Moreover, the possibility of malpractice suits, which is often the cause of complaints against doctors 28 , plays a decisive role in this process. If, on the one hand, 66% of physicians believe they are responsible for ensuring that their patients are not submitted to unnecessary procedures 13 , fear of misdiagnosis and malpractice suits has been reported by over 60% of professionals as the main reasons for requesting diagnostic tests previously considered unnecessary by them26 .
The reasons and solutions for this may have deeper roots. Among the several factors involved in the increase in the number of medical malpractice lawsuits, the most important are the deterioration in the quality of the doctor-patient relationship, together with the poor training of doctors during undergraduate and graduate training28 . Lobo29 states that, in his study site, almost all patients could not satisfactorily report the medical consultation soon going through it and that the faster the consultation, the higher the number of requested examinations, which demonstrates the deterioration of the medical-patient relationship.
Thus, since it is difficult to change professionals’ habits and standards, even a legal reform may be insufficient to reduce the exaggerated use of diagnostic tests and the fight against the so-called defensive medicine can have a limited effect, if it is not developed during undergraduate medical training26 .
Moreover, according to Choosing wisely, 72% of the interviewed physicians admitted requesting unnecessary exams at least once a week; 53% of them would request unnecessary exams if the patients insisted, and 70% said that patients often give up diagnostic tests when they are told why they are unnecessary 13 . Recognizing that patients are increasingly seeking information and willing to participate in the decision-making related to their cases should be currently considered29 and reinforces the need to improve crucial points, such as the development of the doctor-patient relationship and communication between doctors, patients and family members, still during the undergraduate training 28 .
Additionally, in the scientific literature, the high accuracy of CT in the diagnosis of AAP is well documented1 but information on normal CT or conditions in which CT has little influence on medical management is scarce. In this sense, an approach to the topic focusing on conditions such as age range, gender, pain duration and characteristic, complementary exams, etc., which may signal situations in which CT can be dispensed with, can be of great importance as a way to provide scientific support and increase physician confidence in indicating or contraindicating computed tomography in the ER.

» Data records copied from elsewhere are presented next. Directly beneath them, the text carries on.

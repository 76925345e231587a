//! Store - SQLite-backed persistence with a JSONL audit log and optional git sync
//!
//! Each `Record` type gets its own SQLite table named after `collection_name()`,
//! plus a companion `<collection>__index` table holding the EAV rows produced by
//! `indexed_fields()` so that `Store::list` can filter without deserializing
//! every row. Every `create`/`update` also appends the record as one line of
//! JSON to `<base_dir>/<collection>.jsonl`, which is the durable append-only
//! trail `sync()` commits to git.

use std::fs::{self, OpenOptions};
use std::io::Write;
use std::path::{Path, PathBuf};

use rusqlite::{Connection, OptionalExtension, params};
use tracing::{debug, warn};

use crate::error::{Result, StoreError};
use crate::filter::{Filter, FilterOp, IndexValue};
use crate::record::Record;

/// A handle to a directory holding a SQLite database, per-collection JSONL
/// logs, and (optionally) a git working tree.
pub struct Store {
    conn: Connection,
    base_dir: PathBuf,
}

fn sql_ident(name: &str) -> Result<&str> {
    if !name.is_empty() && name.chars().all(|c| c.is_ascii_alphanumeric() || c == '_') {
        Ok(name)
    } else {
        Err(StoreError::NotFound(format!("invalid collection name: {name}")))
    }
}

impl Store {
    /// Open (creating if necessary) a store rooted at `base_dir`.
    pub fn open(base_dir: impl AsRef<Path>) -> Result<Self> {
        let base_dir = base_dir.as_ref().to_path_buf();
        debug!(base_dir = %base_dir.display(), "Store::open: called");
        fs::create_dir_all(&base_dir)?;
        let db_path = base_dir.join("store.sqlite3");
        let conn = Connection::open(db_path)?;
        conn.pragma_update(None, "journal_mode", "WAL")?;
        conn.pragma_update(None, "foreign_keys", true)?;
        Ok(Self { conn, base_dir })
    }

    /// Open an in-memory store, useful for tests.
    pub fn open_in_memory() -> Result<Self> {
        let conn = Connection::open_in_memory()?;
        Ok(Self {
            conn,
            base_dir: PathBuf::new(),
        })
    }

    fn ensure_table(&self, collection: &str) -> Result<()> {
        let collection = sql_ident(collection)?;
        self.conn.execute_batch(&format!(
            "CREATE TABLE IF NOT EXISTS \"{collection}\" (
                id TEXT PRIMARY KEY,
                data TEXT NOT NULL,
                updated_at INTEGER NOT NULL
            );
            CREATE TABLE IF NOT EXISTS \"{collection}__index\" (
                id TEXT NOT NULL,
                field TEXT NOT NULL,
                value_text TEXT,
                value_num REAL,
                PRIMARY KEY (id, field)
            );
            CREATE INDEX IF NOT EXISTS \"{collection}__index_field\" ON \"{collection}__index\" (field, value_text);"
        ))?;
        Ok(())
    }

    fn jsonl_path(&self, collection: &str) -> PathBuf {
        self.base_dir.join(format!("{collection}.jsonl"))
    }

    /// Size in bytes of a collection's JSONL audit log (0 if not yet written, or
    /// if this store is in-memory).
    pub fn jsonl_size_bytes(&self, collection: &str) -> u64 {
        fs::metadata(self.jsonl_path(collection)).map(|m| m.len()).unwrap_or(0)
    }

    fn append_jsonl<T: Record>(&self, record: &T) -> Result<()> {
        if self.base_dir.as_os_str().is_empty() {
            return Ok(());
        }
        let line = serde_json::to_string(record)?;
        let mut f = OpenOptions::new()
            .create(true)
            .append(true)
            .open(self.jsonl_path(T::collection_name()))?;
        writeln!(f, "{line}")?;
        Ok(())
    }

    fn write_index<T: Record>(&self, record: &T) -> Result<()> {
        let collection = T::collection_name();
        self.conn
            .execute(&format!("DELETE FROM \"{collection}__index\" WHERE id = ?1"), params![
                record.id()
            ])?;
        for (field, value) in record.indexed_fields() {
            self.conn.execute(
                &format!(
                    "INSERT INTO \"{collection}__index\" (id, field, value_text, value_num) VALUES (?1, ?2, ?3, ?4)"
                ),
                params![record.id(), field, value.as_text(), value.as_number()],
            )?;
        }
        Ok(())
    }

    /// Insert a new record. Fails with `AlreadyExists` if the id is taken.
    pub fn create<T: Record>(&mut self, record: T) -> Result<String> {
        let collection = T::collection_name();
        debug!(collection, id = record.id(), "Store::create: called");
        self.ensure_table(collection)?;
        let data = serde_json::to_string(&record)?;
        let inserted = self.conn.execute(
            &format!("INSERT OR IGNORE INTO \"{collection}\" (id, data, updated_at) VALUES (?1, ?2, ?3)"),
            params![record.id(), data, record.updated_at()],
        )?;
        if inserted == 0 {
            return Err(StoreError::AlreadyExists(record.id().to_string()));
        }
        self.write_index(&record)?;
        self.append_jsonl(&record)?;
        Ok(record.id().to_string())
    }

    /// Fetch a record by id.
    pub fn get<T: Record>(&self, id: &str) -> Result<Option<T>> {
        let collection = T::collection_name();
        self.ensure_table(collection)?;
        let data: Option<String> = self
            .conn
            .query_row(&format!("SELECT data FROM \"{collection}\" WHERE id = ?1"), params![id], |row| {
                row.get(0)
            })
            .optional()?;
        Ok(data.map(|d| serde_json::from_str(&d)).transpose()?)
    }

    /// Overwrite an existing record. Fails with `NotFound` if the id is unknown.
    pub fn update<T: Record>(&mut self, record: T) -> Result<()> {
        let collection = T::collection_name();
        debug!(collection, id = record.id(), "Store::update: called");
        self.ensure_table(collection)?;
        let data = serde_json::to_string(&record)?;
        let updated = self.conn.execute(
            &format!("UPDATE \"{collection}\" SET data = ?2, updated_at = ?3 WHERE id = ?1"),
            params![record.id(), data, record.updated_at()],
        )?;
        if updated == 0 {
            return Err(StoreError::NotFound(record.id().to_string()));
        }
        self.write_index(&record)?;
        self.append_jsonl(&record)?;
        Ok(())
    }

    /// Overwrite an existing record only if it currently matches `guard`
    /// (an indexed-field equality check evaluated against the row's current
    /// index entries, not the new record's). Returns `false` without writing
    /// anything if the guard fails to match, or if the id doesn't exist.
    ///
    /// This is how the Executor's assignment pass claims `assignee IS NULL`
    /// tasks, and how task state transitions guard on an expected prior
    /// status, without a separate locking scheme: the guard and the write
    /// happen in one statement, so two concurrent callers can't both win.
    pub fn update_if<T: Record>(&mut self, record: T, guard: &Filter) -> Result<bool> {
        let collection = T::collection_name();
        debug!(collection, id = record.id(), field = %guard.field, "Store::update_if: called");
        self.ensure_table(collection)?;

        let (cmp, use_numeric) = match guard.op {
            FilterOp::Eq => ("=", false),
            FilterOp::Ne => ("!=", false),
            FilterOp::Lt => ("<", true),
            FilterOp::Lte => ("<=", true),
            FilterOp::Gt => (">", true),
            FilterOp::Gte => (">=", true),
        };
        let value_col = if use_numeric { "value_num" } else { "value_text" };

        let data = serde_json::to_string(&record)?;
        let sql = format!(
            "UPDATE \"{collection}\" SET data = ?2, updated_at = ?3 \
             WHERE id = ?1 AND id IN (SELECT id FROM \"{collection}__index\" WHERE field = ?4 AND {value_col} {cmp} ?5)"
        );
        let updated = if use_numeric {
            self.conn
                .execute(&sql, params![record.id(), data, record.updated_at(), guard.field, guard.value.as_number()])?
        } else {
            self.conn
                .execute(&sql, params![record.id(), data, record.updated_at(), guard.field, guard.value.as_text()])?
        };
        if updated == 0 {
            debug!(collection, id = record.id(), "Store::update_if: guard did not match, no write");
            return Ok(false);
        }
        self.write_index(&record)?;
        self.append_jsonl(&record)?;
        Ok(true)
    }

    /// Overwrite an existing record only if it currently has no value at all
    /// for `field` in the index table (used for `assignee IS NULL` claims).
    pub fn update_if_absent<T: Record>(&mut self, record: T, field: &str) -> Result<bool> {
        let collection = T::collection_name();
        debug!(collection, id = record.id(), field, "Store::update_if_absent: called");
        self.ensure_table(collection)?;
        let data = serde_json::to_string(&record)?;
        let updated = self.conn.execute(
            &format!(
                "UPDATE \"{collection}\" SET data = ?2, updated_at = ?3 \
                 WHERE id = ?1 AND id NOT IN (SELECT id FROM \"{collection}__index\" WHERE field = ?4)"
            ),
            params![record.id(), data, record.updated_at(), field],
        )?;
        if updated == 0 {
            debug!(collection, id = record.id(), "Store::update_if_absent: field already present, no write");
            return Ok(false);
        }
        self.write_index(&record)?;
        self.append_jsonl(&record)?;
        Ok(true)
    }

    /// Delete a record by id. A no-op if the id is unknown.
    pub fn delete<T: Record>(&mut self, id: &str) -> Result<()> {
        let collection = T::collection_name();
        self.ensure_table(collection)?;
        self.conn
            .execute(&format!("DELETE FROM \"{collection}\" WHERE id = ?1"), params![id])?;
        self.conn
            .execute(&format!("DELETE FROM \"{collection}__index\" WHERE id = ?1"), params![id])?;
        Ok(())
    }

    /// List records of type `T` matching every filter (AND semantics).
    pub fn list<T: Record>(&self, filters: &[Filter]) -> Result<Vec<T>> {
        let collection = T::collection_name();
        self.ensure_table(collection)?;

        let mut sql = format!("SELECT data FROM \"{collection}\" WHERE 1=1");
        let mut owned_params: Vec<Box<dyn rusqlite::ToSql>> = Vec::new();

        for filter in filters {
            let (cmp, use_numeric) = match filter.op {
                FilterOp::Eq => ("=", false),
                FilterOp::Ne => ("!=", false),
                FilterOp::Lt => ("<", true),
                FilterOp::Lte => ("<=", true),
                FilterOp::Gt => (">", true),
                FilterOp::Gte => (">=", true),
            };
            let value_col = if use_numeric { "value_num" } else { "value_text" };
            sql.push_str(&format!(
                " AND id IN (SELECT id FROM \"{collection}__index\" WHERE field = ? AND {value_col} {cmp} ?)"
            ));
            owned_params.push(Box::new(filter.field.clone()));
            if use_numeric {
                owned_params.push(Box::new(filter.value.as_number().unwrap_or(0.0)));
            } else {
                owned_params.push(Box::new(filter.value.as_text()));
            }
        }

        let mut stmt = self.conn.prepare(&sql)?;
        let param_refs: Vec<&dyn rusqlite::ToSql> = owned_params.iter().map(|p| p.as_ref()).collect();
        let rows = stmt.query_map(param_refs.as_slice(), |row| row.get::<_, String>(0))?;

        let mut out = Vec::new();
        for row in rows {
            out.push(serde_json::from_str(&row?)?);
        }
        Ok(out)
    }

    /// Recompute and rewrite the index table for every row of `T`'s collection.
    /// Returns the number of records reindexed.
    pub fn rebuild_indexes<T: Record>(&mut self) -> Result<usize> {
        let collection = T::collection_name();
        self.ensure_table(collection)?;
        let mut stmt = self.conn.prepare(&format!("SELECT data FROM \"{collection}\""))?;
        let rows: Vec<String> = stmt
            .query_map([], |row| row.get::<_, String>(0))?
            .collect::<rusqlite::Result<_>>()?;
        drop(stmt);

        let mut count = 0;
        for data in rows {
            let record: T = serde_json::from_str(&data)?;
            self.write_index(&record)?;
            count += 1;
        }
        Ok(count)
    }

    /// Flush pending writes and, if `base_dir` is (or can become) a git working
    /// tree, stage and commit the JSONL audit logs. Git failures are logged and
    /// swallowed: sync must never fail a process merely because git is absent.
    pub fn sync(&self) -> Result<()> {
        if self.base_dir.as_os_str().is_empty() {
            return Ok(());
        }
        debug!(base_dir = %self.base_dir.display(), "Store::sync: called");

        if !self.base_dir.join(".git").exists() {
            let init = std::process::Command::new("git")
                .arg("init")
                .arg("-q")
                .current_dir(&self.base_dir)
                .status();
            if let Err(e) = init {
                warn!(error = %e, "Store::sync: git init failed, continuing without git");
                return Ok(());
            }
        }

        let add = std::process::Command::new("git")
            .args(["add", "-A"])
            .current_dir(&self.base_dir)
            .status();
        if add.is_err() {
            warn!("Store::sync: git add failed, continuing without git");
            return Ok(());
        }

        let _ = std::process::Command::new("git")
            .args(["commit", "-q", "-m", "taskstore sync"])
            .current_dir(&self.base_dir)
            .status();

        Ok(())
    }
}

Finally, although the retrospective data collection model does not allow evaluating the reasons why physicians requested the CTs considered unnecessary in the ER, the results raise the still latent question in Brazil about the increase in the use of imaging exams, which are not harmless to the patient and whose solution may have one of its most effective aspects if it is worked still during the undergraduate training of new doctors. As stated by Lobo29 , despite the use of very advanced technologies applied to medicine, doctors will still be assigned to discuss the cases with their patients and alleviate their fears, since computers lack emotions and empathy.
FINAL CONSIDERATIONS
A high number of CT scans was found to be unnecessary to diagnose the main clinically suspected diseases in the ER, whereas there was a considerable correlation between the clinical and final diagnoses. This warns of a possible depreciation of and lack of confidence in the clinical diagnosis against the overvaluation of modern medical technologies. The reasons for this may be due to nonclinical factors, such as poor patient-physician communication and fear of malpractice lawsuits, the solutions of which may have more effective effects when initiated during the undergraduate training of new professionals.